Gloss tells the story from alternating viewpoints with each artist, Nell, and even the deceased Betsy, each telling part of the story. Each character is very different, and several have experienced loss. Nell lost her premature baby when the baby was born too early to survive. She has still not recovered from that loss, and the three failed attempts at having another baby have left her depressed and bereft as she had always thought she would be a mother.

Odin, the only male viewpoint in the story, is an artist who works with metal. His girlfriend was a gallery owner, and she exhibited his work and encouraged him. Her unexpected death left him feeling guilty and alone, and the fact that she had completed the application for the residency program without telling him makes him feel even more guilty. Paige is the youngest artist and perhaps the neediest. She doesn’t feel creative unless she’s in the beginning stages of a relationship — and when the relationship lasts too long, her creative juices dry up, so she moves on. Annie is the old hippie in the group.

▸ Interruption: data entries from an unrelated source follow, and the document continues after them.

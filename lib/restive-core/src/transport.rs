//! The network execution capability.
//!
//! [`Transport`] is the seam between the request pipeline and the network:
//! `restive` ships a hyper-based implementation, tests use in-memory ones.

use std::future::Future;
use std::sync::Arc;

use crate::{BoxError, RawResponse, Request};

/// Sends a request and returns whatever came back.
///
/// One call is one attempt; transports must not retry. Failures are raw: the
/// client classifies them with [`Error::translate`](crate::Error::translate),
/// so a transport should report network failures as a
/// [`TransportError`](crate::TransportError) carrying the matching code.
///
/// Dropping the returned future cancels the request.
pub trait Transport: Send + Sync {
    /// Send `request`.
    fn send(&self, request: Request) -> impl Future<Output = Result<RawResponse, BoxError>> + Send;
}

impl<T: Transport> Transport for Arc<T> {
    fn send(&self, request: Request) -> impl Future<Output = Result<RawResponse, BoxError>> + Send {
        (**self).send(request)
    }
}

impl<T: Transport> Transport for &T {
    fn send(&self, request: Request) -> impl Future<Output = Result<RawResponse, BoxError>> + Send {
        (**self).send(request)
    }
}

She made a name in the 70s while involved with protests, creating art about the subjects and themes. Now she needs a place to work on a subject that perhaps is more meaningful than any she has done before. And finally, Betsy’s story is told. The reader learns about her childhood, her relationship with her husband, her wealthy lifestyle, her love of travel, and above all, her love of art — collecting it, studying it, supporting it.

Some of the chapters are poignant, such as when Nell and her husband mourn the loss of their daughter. Others are exciting, detailing Betsy’s shopping trips and traveling the world with her husband. Her exotic, privileged life is one most can only dream of. The artists, on the other hand, are in the process of struggling to perfect their art and truly express their vision.

Each chapter features a different “piece” at the start, one of Betsy’s pieces of art, and each piece ends up having a role in that chapter of the story. The character reveals are carefully plotted, and Gloss shows each character’s personal struggle and growth over the course of the residency. All the characters, except Betsy, change and comes to terms with what they have been struggling with. And Gloss does a beautiful job when she shows how Betsy’s life becomes an inspiration for Nell. The ending leaves the readers with something to ponder and something for book clubs to discuss.

Please note: This review is based on the final, paperback book provided by William Morrow, the publisher, for review purposes.